Therapeutic modalities: surgery
As a general rule, if a primary tumor can be completely excised with acceptable morbidity, surgery is the best choice of treatment. The first attempt at surgical excision always offers the best opportunity to completely remove the tumor. Locally recurrent tumors often are more difficult to remove than the initial tumor because of more extensive involvement of normal tissues in the region and distortion of normal tissue planes by scar tissue. For tumors that are large, fixed, or located adjacent to critical normal structures, preoperative CT or MRI may be helpful in planning the surgical excision.

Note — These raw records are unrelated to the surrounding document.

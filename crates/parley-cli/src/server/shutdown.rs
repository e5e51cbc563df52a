//! Graceful shutdown signal handling.

use tokio::signal::ctrl_c;
#[cfg(unix)]
use tokio::signal::unix;
use tokio_util::sync::CancellationToken;

use crate::TRACING_TARGET_SHUTDOWN;

/// Waits for SIGTERM or SIGINT (Ctrl+C), then cancels `cancel`.
///
/// Returns early without cancelling if `cancel` is cancelled elsewhere.
pub async fn shutdown_signal(cancel: CancellationToken) {
    let ctrl_c = async {
        match ctrl_c().await {
            Ok(()) => {
                tracing::info!(
                    target: TRACING_TARGET_SHUTDOWN,
                    "Received Ctrl+C signal, initiating graceful shutdown"
                );
            }
            Err(e) => {
                tracing::error!(
                    target: TRACING_TARGET_SHUTDOWN,
                    error = %e,
                    "Failed to install Ctrl+C handler"
                );
                std::future::pending::<()>().await;
            }
        }
    };

    #[cfg(unix)]
    let terminate = async {
        match unix::signal(unix::SignalKind::terminate()) {
            Ok(mut signal) => {
                signal.recv().await;
                tracing::info!(
                    target: TRACING_TARGET_SHUTDOWN,
                    "Received SIGTERM signal, initiating graceful shutdown"
                );
            }
            Err(e) => {
                tracing::error!(
                    target: TRACING_TARGET_SHUTDOWN,
                    error = %e,
                    "Failed to install SIGTERM handler"
                );
                std::future::pending::<()>().await;
            }
        }
    };

    #[cfg(not(unix))]
    let terminate = std::future::pending::<()>();

    tokio::select! {
        () = ctrl_c => cancel.cancel(),
        () = terminate => cancel.cancel(),
        () = cancel.cancelled() => {}
    }
}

The usual objective of surgery is to obtain wide surgical margins in all directions surrounding the tumor, that is, to remove the tumor with a grossly visible intact cuff of surrounding normal tissue. There is no universally appropriate margin width, and adequate margins vary from tumor to tumor and location to location. Tumors with a high probability of local recurrence (e.g., high-grade soft tissue sarcomas or mast cell tumors and feline mammary carcinomas) should be removed with 2–3 cm margins if possible. Many other malignancies can safely be removed with 1–2 cm margins. The necessary margin often depends in part on the type of tissues that are adjacent to the tumor. For example, fascial planes generally provide a good physical barrier to tumor growth, so that excision of an intact fascial plane below a tumor is an excellent way to optimize the chance of a complete excision. Subcutaneous fat is poorly resistant to tumor growth and should always be aggressively excised with the tumor mass.

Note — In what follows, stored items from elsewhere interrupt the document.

//! NATS connection configuration.

use std::time::Duration;

#[cfg(feature = "config")]
use clap::Args;
use serde::{Deserialize, Serialize};

use crate::{Error, Result};

/// Configuration for NATS connections with sensible defaults.
#[derive(Debug, Clone, Serialize, Deserialize)]
#[cfg_attr(feature = "config", derive(Args))]
pub struct NatsConfig {
    /// NATS server URL (comma-separated for clustering)
    #[cfg_attr(
        feature = "config",
        arg(long = "nats-url", env = "NATS_URL", default_value = DEFAULT_URL)
    )]
    pub nats_url: String,

    /// Authentication token (optional for unauthenticated servers)
    #[cfg_attr(feature = "config", arg(long = "nats-token", env = "NATS_TOKEN"))]
    pub nats_token: Option<String>,

    /// Client connection name for debugging and monitoring
    #[cfg_attr(
        feature = "config",
        arg(long = "nats-client-name", env = "NATS_CLIENT_NAME")
    )]
    pub nats_client_name: Option<String>,

    /// Connection timeout in seconds (optional)
    #[cfg_attr(
        feature = "config",
        arg(long = "nats-connect-timeout", env = "NATS_CONNECT_TIMEOUT_SECS")
    )]
    pub nats_connect_timeout: Option<u64>,

    /// Maximum number of reconnection attempts (0 = unlimited)
    #[cfg_attr(
        feature = "config",
        arg(long = "nats-max-reconnects", env = "NATS_MAX_RECONNECTS")
    )]
    pub nats_max_reconnects: Option<usize>,
}

// Default values
const DEFAULT_URL: &str = "nats://localhost:4222";
const DEFAULT_NAME: &str = "parley-nats";
const DEFAULT_CONNECT_TIMEOUT_SECS: u64 = 30;
const DEFAULT_MAX_RECONNECTS: usize = 10;
const DEFAULT_RECONNECT_DELAY_SECS: u64 = 2;
const DEFAULT_PING_INTERVAL_SECS: u64 = 30;

const SUPPORTED_SCHEMES: &[&str] = &["nats://", "tls://", "ws://", "wss://"];

impl NatsConfig {
    /// Create a new configuration with a server URL and no token.
    pub fn new(server_url: impl Into<String>) -> Self {
        Self {
            nats_url: server_url.into(),
            nats_token: None,
            nats_client_name: None,
            nats_connect_timeout: None,
            nats_max_reconnects: None,
        }
    }

    /// Returns the client name, using the default if not set.
    #[inline]
    pub fn name(&self) -> &str {
        self.nats_client_name.as_deref().unwrap_or(DEFAULT_NAME)
    }

    /// Returns the server URLs as a vector (splits comma-separated URLs).
    pub fn servers(&self) -> Vec<&str> {
        self.nats_url.split(',').map(str::trim).collect()
    }

    /// Returns the connection timeout, using the default if not set.
    #[inline]
    pub fn connect_timeout(&self) -> Duration {
        Duration::from_secs(
            self.nats_connect_timeout
                .unwrap_or(DEFAULT_CONNECT_TIMEOUT_SECS),
        )
    }

    /// Returns the reconnect delay as a Duration.
    #[inline]
    pub fn reconnect_delay(&self) -> Duration {
        Duration::from_secs(DEFAULT_RECONNECT_DELAY_SECS)
    }

    /// Returns the ping interval as a Duration.
    #[inline]
    pub fn ping_interval(&self) -> Duration {
        Duration::from_secs(DEFAULT_PING_INTERVAL_SECS)
    }

    /// Returns the max reconnects as Option (0 means unlimited).
    #[inline]
    pub fn max_reconnects_option(&self) -> Option<usize> {
        let max = self.nats_max_reconnects.unwrap_or(DEFAULT_MAX_RECONNECTS);
        if max == 0 { None } else { Some(max) }
    }

    /// Set server URL(s).
    #[must_use]
    pub fn with_url(mut self, url: impl Into<String>) -> Self {
        self.nats_url = url.into();
        self
    }

    /// Set the authentication token.
    #[must_use]
    pub fn with_token(mut self, token: impl Into<String>) -> Self {
        self.nats_token = Some(token.into());
        self
    }

    /// Set the client connection name.
    #[must_use]
    pub fn with_name(mut self, name: impl Into<String>) -> Self {
        self.nats_client_name = Some(name.into());
        self
    }

    /// Set the connection timeout in seconds.
    #[must_use]
    pub fn with_connect_timeout_secs(mut self, secs: u64) -> Self {
        self.nats_connect_timeout = Some(secs);
        self
    }

    /// Set maximum reconnection attempts (0 for unlimited).
    #[must_use]
    pub fn with_max_reconnects(mut self, max_reconnects: usize) -> Self {
        self.nats_max_reconnects = Some(max_reconnects);
        self
    }

    /// Validate the configuration.
    pub fn validate(&self) -> Result<()> {
        for server in self.servers() {
            if server.is_empty() {
                return Err(Error::invalid_config("server URL cannot be empty"));
            }
            if !SUPPORTED_SCHEMES
                .iter()
                .any(|scheme| server.starts_with(scheme))
            {
                return Err(Error::invalid_config(format!(
                    "invalid server URL format: {server}"
                )));
            }
        }

        if self.nats_token.as_deref().is_some_and(str::is_empty) {
            return Err(Error::invalid_config("token cannot be empty when set"));
        }

        if self.nats_connect_timeout == Some(0) {
            return Err(Error::invalid_config("connect timeout must be positive"));
        }

        Ok(())
    }
}

impl Default for NatsConfig {
    fn default() -> Self {
        Self::new(DEFAULT_URL)
    }
}

#[cfg(test)]
mod tests {
    use super::*;

    #[test]
    fn test_new_config() {
        let config = NatsConfig::new("nats://localhost:4222");
        assert_eq!(config.servers(), vec!["nats://localhost:4222"]);
        assert_eq!(config.nats_token, None);
        assert_eq!(config.name(), "parley-nats");
        assert_eq!(config.connect_timeout(), Duration::from_secs(30));
        assert_eq!(config.max_reconnects_option(), Some(10));
    }

    #[test]
    fn test_config_builder() {
        let config = NatsConfig::new("nats://localhost:4222")
            .with_token("secret")
            .with_name("test-client")
            .with_connect_timeout_secs(5)
            .with_max_reconnects(5);

        assert_eq!(config.nats_token.as_deref(), Some("secret"));
        assert_eq!(config.name(), "test-client");
        assert_eq!(config.connect_timeout(), Duration::from_secs(5));
        assert_eq!(config.max_reconnects_option(), Some(5));
    }

    #[test]
    fn test_unlimited_reconnects() {
        let config = NatsConfig::default().with_max_reconnects(0);
        assert_eq!(config.max_reconnects_option(), None);
    }

    #[test]
    fn test_config_validation() {
        assert!(NatsConfig::default().validate().is_ok());
        assert!(NatsConfig::new("tls://nats.internal:4222").validate().is_ok());

        assert!(NatsConfig::new("").validate().is_err());
        assert!(NatsConfig::new("invalid-url").validate().is_err());
        assert!(NatsConfig::default().with_token("").validate().is_err());
        assert!(
            NatsConfig::default()
                .with_connect_timeout_secs(0)
                .validate()
                .is_err()
        );
    }

    #[test]
    fn test_multiple_servers() {
        let config = NatsConfig::new("nats://localhost:4222, nats://localhost:4223");
        assert_eq!(
            config.servers(),
            vec!["nats://localhost:4222", "nats://localhost:4223"]
        );
        assert!(config.validate().is_ok());
    }

    #[test]
    fn test_default_values() {
        let config = NatsConfig::default();
        assert_eq!(config.nats_url, DEFAULT_URL);
        assert_eq!(
            config.reconnect_delay(),
            Duration::from_secs(DEFAULT_RECONNECT_DELAY_SECS)
        );
        assert_eq!(
            config.ping_interval(),
            Duration::from_secs(DEFAULT_PING_INTERVAL_SECS)
        );
    }
}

A marginal excision refers to “shelling out” a tumor, or excising it just outside its pseudocapsule. Because the pseudocapsule often consists of compressed cancers cells, marginal excisions risk leaving microscopic quantities of tumor cells in the patient and are associated with higher rates of local recurrence than wide excisions. As a general rule, marginal excisions should be avoided unless postoperative radiation therapy is being considered.

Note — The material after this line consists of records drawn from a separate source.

#[cfg(test)]
mod tests {
    use std::sync::Arc;

    use super::*;
    use crate::mock::{MemoryStore, ScriptedSource};
    use crate::types::MessageStatus;

    fn address(conversation: &str, message: &str) -> ConversationAddress {
        ConversationAddress::new(conversation, message)
    }

    fn observed(store: &MemoryStore, address: &ConversationAddress) -> Vec<(String, MessageStatus)> {
        store
            .writes_for(address)
            .into_iter()
            .map(|value| (value.message, value.status))
            .collect()
    }

    fn streaming(text: &str) -> (String, MessageStatus) {
        (text.to_owned(), MessageStatus::Streaming)
    }

    fn completed(text: &str) -> (String, MessageStatus) {
        (text.to_owned(), MessageStatus::Completed)
    }

    #[tokio::test]
    async fn test_successful_stream_publishes_prefixes() {
        let store = MemoryStore::new();
        let aggregator = ResponseAggregator::new(store.clone());
        let source = ScriptedSource::new(["Hello", "!"]);
        let event = ChatMessageEvent::new("Hi", "c1", "m1");

        let report = aggregator
            .respond(&event, &source, &CancellationToken::new())
            .await;

        assert_eq!(
            observed(&store, &address("c1", "m1")),
            vec![
                streaming(""),
                streaming("Hello"),
                streaming("Hello!"),
                completed("Hello!"),
            ]
        );
        assert_eq!(report.outcome, SessionOutcome::Completed);
        assert_eq!(report.writes, 4);
        assert!(report.terminal_written);
        assert_eq!(report.fragments, 2);
        assert_eq!(report.response_length, 6);
        assert!(report.error.is_none());
        assert_eq!(source.prompts(), vec!["Hi".to_owned()]);
    }

    #[tokio::test]
    async fn test_source_failure_publishes_apology() {
        let store = MemoryStore::new();
        let aggregator = ResponseAggregator::new(store.clone());
        let source = ScriptedSource::new(["Hel"]).failing_with("connection reset");
        let event = ChatMessageEvent::new("Hi", "c1", "m1");

        let report = aggregator
            .respond(&event, &source, &CancellationToken::new())
            .await;

        assert_eq!(
            observed(&store, &address("c1", "m1")),
            vec![streaming(""), streaming("Hel"), completed(APOLOGY_MESSAGE)]
        );
        assert_eq!(report.outcome, SessionOutcome::SourceFailed);
        assert!(report.error.unwrap().contains("connection reset"));
    }

    #[tokio::test]
    async fn test_failure_after_partial_text_discards_it() {
        let store = MemoryStore::new();
        let aggregator = ResponseAggregator::new(store.clone());
        let source = ScriptedSource::new(["Hello", ", I"]).failing_with("backend error");
        let target = address("c1", "m1");

        aggregator
            .run(target.clone(), "Hi", &source, &CancellationToken::new())
            .await;

        let last = store.get(&target).unwrap();
        assert_eq!(last.message, APOLOGY_MESSAGE);
        assert!(last.is_completed());
    }

    #[tokio::test]
    async fn test_open_failure_publishes_apology() {
        let store = MemoryStore::new();
        let aggregator = ResponseAggregator::new(store.clone());
        let source = ScriptedSource::new(Vec::<String>::new()).failing_to_open("model not found");
        let target = address("c1", "m1");

        let report = aggregator
            .run(target.clone(), "Hi", &source, &CancellationToken::new())
            .await;

        assert_eq!(
            observed(&store, &target),
            vec![streaming(""), completed(APOLOGY_MESSAGE)]
        );
        assert_eq!(report.outcome, SessionOutcome::SourceFailed);
        assert_eq!(report.fragments, 0);
    }

    #[tokio::test]
    async fn test_empty_fragments_do_not_write() {
        let with_empty = MemoryStore::new();
        let without_empty = MemoryStore::new();
        let target = address("c1", "m1");
        let cancel = CancellationToken::new();

        ResponseAggregator::new(with_empty.clone())
            .run(
                target.clone(),
                "Hi",
                &ScriptedSource::new(["", "ab", "", "c"]),
                &cancel,
            )
            .await;
        ResponseAggregator::new(without_empty.clone())
            .run(target.clone(), "Hi", &ScriptedSource::new(["ab", "c"]), &cancel)
            .await;

        let expected = vec![
            streaming(""),
            streaming("ab"),
            streaming("abc"),
            completed("abc"),
        ];
        assert_eq!(observed(&with_empty, &target), expected);
        assert_eq!(observed(&without_empty, &target), expected);
    }

    #[tokio::test]
    async fn test_empty_response_completes_with_empty_text() {
        let store = MemoryStore::new();
        let target = address("c1", "m1");

        let report = ResponseAggregator::new(store.clone())
            .run(
                target.clone(),
                "Hi",
                &ScriptedSource::new(["", ""]),
                &CancellationToken::new(),
            )
            .await;

        assert_eq!(observed(&store, &target), vec![streaming(""), completed("")]);
        assert_eq!(report.outcome, SessionOutcome::Completed);
    }

    #[tokio::test]
    async fn test_streaming_writes_are_growing_prefixes() {
        let fragments = ["The", " quick", " brown", " fox", " jumps"];
        let store = MemoryStore::new();
        let target = address("c1", "m1");

        ResponseAggregator::new(store.clone())
            .run(
                target.clone(),
                "Hi",
                &ScriptedSource::new(fragments),
                &CancellationToken::new(),
            )
            .await;

        let writes = store.writes_for(&target);
        let streamed: Vec<_> = writes
            .iter()
            .skip(1)
            .filter(|value| value.status == MessageStatus::Streaming)
            .map(|value| value.message.clone())
            .collect();

        let mut expected = String::new();
        let prefixes: Vec<_> = fragments
            .iter()
            .map(|fragment| {
                expected.push_str(fragment);
                expected.clone()
            })
            .collect();
        assert_eq!(streamed, prefixes);

        let completed_count = writes.iter().filter(|value| value.is_completed()).count();
        assert_eq!(completed_count, 1);
        assert!(writes.last().unwrap().is_completed());
    }

    #[tokio::test]
    async fn test_source_opened_after_initial_write() {
        let store = MemoryStore::new();
        let source = ScriptedSource::new(["Hello"]).observing(store.clone());

        ResponseAggregator::new(store.clone())
            .run(
                address("c1", "m1"),
                "Hi",
                &source,
                &CancellationToken::new(),
            )
            .await;

        assert_eq!(source.writes_at_open(), vec![1]);
    }

    #[tokio::test]
    async fn test_initialize_failure_skips_source() {
        let store = MemoryStore::new().fail_write(0);
        let source = ScriptedSource::new(["Hello"]);
        let target = address("c1", "m1");

        let report = ResponseAggregator::new(store.clone())
            .run(target.clone(), "Hi", &source, &CancellationToken::new())
            .await;

        assert_eq!(report.outcome, SessionOutcome::StoreFailed);
        assert!(!report.terminal_written);
        assert_eq!(report.writes, 0);
        assert!(source.prompts().is_empty());
        assert!(store.get(&target).is_none());
    }

    #[tokio::test]
    async fn test_streaming_write_failure_completes_with_apology() {
        let store = MemoryStore::new().fail_write(1);
        let target = address("c1", "m1");

        let report = ResponseAggregator::new(store.clone())
            .run(
                target.clone(),
                "Hi",
                &ScriptedSource::new(["Hel", "lo"]),
                &CancellationToken::new(),
            )
            .await;

        assert_eq!(
            observed(&store, &target),
            vec![streaming(""), completed(APOLOGY_MESSAGE)]
        );
        assert_eq!(report.outcome, SessionOutcome::StoreFailed);
        assert!(report.terminal_written);
        assert_eq!(report.fragments, 1);
    }

    #[tokio::test]
    async fn test_terminal_write_failure_is_reported() {
        let store = MemoryStore::new().fail_write(2);
        let target = address("c1", "m1");

        let report = ResponseAggregator::new(store.clone())
            .run(
                target.clone(),
                "Hi",
                &ScriptedSource::new(["Hello"]),
                &CancellationToken::new(),
            )
            .await;

        assert_eq!(report.outcome, SessionOutcome::StoreFailed);
        assert!(!report.terminal_written);
        assert_eq!(report.writes, 2);
        assert_eq!(
            observed(&store, &target),
            vec![streaming(""), streaming("Hello")]
        );
    }

    #[tokio::test]
    async fn test_cancellation_completes_with_partial_text() {
        let store = MemoryStore::new();
        let mut updates = store.subscribe();
        let aggregator = ResponseAggregator::new(store.clone());
        let source = Arc::new(ScriptedSource::new(["Hel"]).then_pending());
        let cancel = CancellationToken::new();
        let target = address("c1", "m1");

        let handle = tokio::spawn({
            let cancel = cancel.clone();
            let target = target.clone();
            async move { aggregator.run(target, "Hi", &source, &cancel).await }
        });

        // Initial write, then the first fragment.
        updates.recv().await.unwrap();
        updates.recv().await.unwrap();
        cancel.cancel();

        let report = handle.await.unwrap();
        assert_eq!(report.outcome, SessionOutcome::Cancelled);
        assert_eq!(
            observed(&store, &target),
            vec![streaming(""), streaming("Hel"), completed("Hel")]
        );
    }

    #[tokio::test]
    async fn test_cancelled_before_start_completes_empty() {
        let store = MemoryStore::new();
        let cancel = CancellationToken::new();
        cancel.cancel();
        let source = ScriptedSource::new(["Hello"]);
        let target = address("c1", "m1");

        let report = ResponseAggregator::new(store.clone())
            .run(target.clone(), "Hi", &source, &cancel)
            .await;

        assert_eq!(report.outcome, SessionOutcome::Cancelled);
        assert_eq!(observed(&store, &target), vec![streaming(""), completed("")]);
        assert!(source.prompts().is_empty());
    }

    #[tokio::test(flavor = "multi_thread", worker_threads = 2)]
    async fn test_concurrent_sessions_are_isolated() {
        let store = MemoryStore::new();
        let aggregator = ResponseAggregator::new(store.clone());
        let first = address("c1", "m1");
        let second = address("c2", "m1");
        let cancel = CancellationToken::new();

        let left = ScriptedSource::new(["a", "b", "c"]);
        let right = ScriptedSource::new(["x", "y"]).failing_with("boom");
        let (left_report, right_report) = tokio::join!(
            aggregator.run(first.clone(), "left", &left, &cancel),
            aggregator.run(second.clone(), "right", &right, &cancel),
        );

        assert_eq!(left_report.outcome, SessionOutcome::Completed);
        assert_eq!(right_report.outcome, SessionOutcome::SourceFailed);
        assert_eq!(
            observed(&store, &first),
            vec![
                streaming(""),
                streaming("a"),
                streaming("ab"),
                streaming("abc"),
                completed("abc"),
            ]
        );
        assert_eq!(
            observed(&store, &second),
            vec![
                streaming(""),
                streaming("x"),
                streaming("xy"),
                completed(APOLOGY_MESSAGE),
            ]
        );
        assert_eq!(store.writes().len(), 9);
    }

    #[tokio::test]
    async fn test_manual_session_protocol() {
        let store = MemoryStore::new();
        let aggregator = ResponseAggregator::new(store.clone());
        let target = address("c1", "m1");

        let mut session = aggregator.initialize(target.clone()).await.unwrap();
        assert!(!session.accumulate("").await.unwrap());
        assert!(session.accumulate("Hi").await.unwrap());
        assert_eq!(session.text(), "Hi");
        assert_eq!(session.writes(), 2);

        let report = session.finalize(Finalization::Exhausted).await;
        assert_eq!(report.outcome, SessionOutcome::Completed);
        assert_eq!(
            observed(&store, &target),
            vec![streaming(""), streaming("Hi"), completed("Hi")]
        );
    }

    #[tokio::test]
    async fn test_empty_conversation_id_is_served() {
        let store = MemoryStore::new();
        let event = ChatMessageEvent::new("Hi", "", "m1");

        let report = ResponseAggregator::new(store.clone())
            .respond(&event, &ScriptedSource::new(["x"]), &CancellationToken::new())
            .await;

        assert_eq!(report.outcome, SessionOutcome::Completed);
        assert_eq!(
            observed(&store, &address("", "m1")),
            vec![streaming(""), streaming("x"), completed("x")]
        );
    }
}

All excised tumors should be submitted for histopathologic examination and margin analysis. The accuracy of margin analyses can be optimized by inking the excised specimen to allow the pathologist to distinguish true surgical margins from artifactual margins created during tissue processing. Sutures may be placed in the surface of the excised specimen to guide the pathologist to areas of particular concern. Because pathology labs typically prepare only four or five slides from a given specimen, a report of complete margins does not necessarily imply that an excision was complete. A report of incomplete margins means the resection was histologically incomplete in at least one location. While overall recurrence rates are consistently greater for tumors with incomplete margins than for tumors with complete margins, owners should be aware that tumors with complete margins can recur locally and, conversely, many tumors with incomplete margins do not recur. Following a report of incomplete margins, options include close monitoring (if an appropriate re-excision will be feasible should local recurrence develop), immediate wide excision of the surgical scar, or postoperative radiation therapy.